Ich habe nie an Liebe geglaubt, zu oft wurde ich enttäuscht, zu oft sah ich einen betrunkenen Vater seine Frau grün und blau schlagen. Diese Bilder werde ich nie wieder los. Trotz all meinen guten Erinnerungen mit Jackie und Zachary, ein liebesvolles Paar mit liebevollen Kindern und einem stabilen Umfeld. Alles ist hübsch und nett, dass es mir manchmal so vorkommt als würde in den nächsten Jahren ein grosser Knall kommen und all das Perfekte zersprengen. Ich möchte darauf vorbereitet sein. Doch glaube ich nicht, dass dieser Knall wegen meiner jetzigen Familie geschehen wird, nicht mehr zumindest.

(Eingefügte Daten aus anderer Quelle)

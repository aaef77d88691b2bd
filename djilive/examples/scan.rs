//! Scanning example

use std::time::Duration;

use bytes::Bytes;
use djilive::{LoopbackTransport, Scanner};
use tokio::time::timeout;

#[tokio::main]
async fn main() -> djilive::Result<()> {
    tracing_subscriber::fmt()
        .with_max_level(tracing::Level::INFO)
        .init();

    let (transport, peer) = LoopbackTransport::pair();
    let mut scanner = Scanner::new(transport);
    scanner.start().await?;

    // Simulated advertisements; a real radio reports these on its own
    peer.advertise("pocket-3", Some(Bytes::from_static(&[0xAA, 0x08, 0x20, 0x00])));
    peer.advertise("headphones", Some(Bytes::from_static(&[0x4C, 0x00, 0x07, 0x19])));
    peer.advertise("action-3", Some(Bytes::from_static(&[0xAA, 0x08, 0x12, 0x00])));

    while let Ok(Some(device)) = timeout(Duration::from_millis(500), scanner.next_device()).await {
        println!("Found {} (advertised {} bytes)", device, device.manufacturer_data.len());
    }

    scanner.stop().await?;
    println!("{} device(s) found", scanner.discovered().len());
    Ok(())
}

Entweder werde ich ertrinken, weil ich trotz allem Liebe in mein Herz gelassen habe, Liebe zu einem Mädchen von dem es klar war das sie diese zerreissen wird. Ein Mädchen, welches wegen Allem jeden Tag ihren Flachmann umklammert und hofft das es aufhört weh zu tun. Oder die Bombe wird explodieren, weil ich es zuliess, weil ich es nicht einmal versuchte, sie zu retten und somit mich.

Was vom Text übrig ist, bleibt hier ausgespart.